Wednesday, March 23, 2016

What Time Is It? - Time to revoke the law of conservation of matter.



When a million barrels of "crude" per day are pumped from below ground into the air, where does it go?

A kindergarten kid might tell you that it goes everywhere the wind blows.  Advanced physicists will say the same thing in a different way.  It is fundamental law of classical physics that matter is neither created or destroyed in an isolated system like spaceship earth.  It remains "somewhere" in the system.

Anthropogenic (human caused) environmental change is not even a question based upon what advanced science knows, what a child understands, and what is measured.

Atmospheric carbon is measurable and is measured.  The results agree with intuition and physics. 

Humans using  "smoke from the pit" for energy have predictably and measurably caused an environmental change to the tune of a 40% increase in atmospheric carbon from 1960 to the present day.  While the effects may be questioned (warming, cooling, changed weather patterns), the results are only disputable in small degree.  

If "advanced" societies used salt for energy and increased salinity in the oceans as a result, to the tune of 40% increase in ocean salinity, the denial patter would likely be the same.

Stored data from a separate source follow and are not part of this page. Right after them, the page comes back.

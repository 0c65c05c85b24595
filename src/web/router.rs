//! Route definitions for the relay server.

use axum::{
    routing::{get, post},
    Router,
};

use super::api;
use super::server::AppState;
use super::ws::ws_handler;

/// Task routes, nested under `/tasks`.
pub fn create_task_router() -> Router<AppState> {
    Router::new()
        .route("/", get(api::list_tasks).post(api::send_task))
        .route("/:id", get(api::get_task))
        .route("/:id/claim", post(api::claim_task))
        .route("/:id/ack", post(api::ack_task))
        .route("/:id/rollup", get(api::get_rollup))
}

/// Create the full app router.
pub fn create_app_router(state: AppState) -> Router {
    Router::new()
        .route("/", get(api::index))
        .route("/health", get(api::health))

        // Relay
        .route("/ws", get(ws_handler))
        .route("/agents", get(api::list_agents))
        .route("/stats", get(api::stats))
        .route("/inbox/:agent_id", get(api::inbox))
        .route("/inbox/:agent_id/ack", post(api::ack_inbox))
        .route("/send", post(api::send_message))

        // Tasks
        .nest("/tasks", create_task_router())
        .with_state(state)
}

Some would say nature is beyond human control, salt levels are a natural balance.  Some would say it is a good thing because the oceans might otherwise some day run out of salt.  Etc.

But an increase of 40% would raise ocean salinity from 3.5% which has sustained diverse life for eons, to almost 5% which is not survivable for many species.

Wake the folk up.  Lobby your elected representatives.  Tell them it is well past time to revoke the law of conservation of matter.  Their actions could make all the difference, and our actions need not change.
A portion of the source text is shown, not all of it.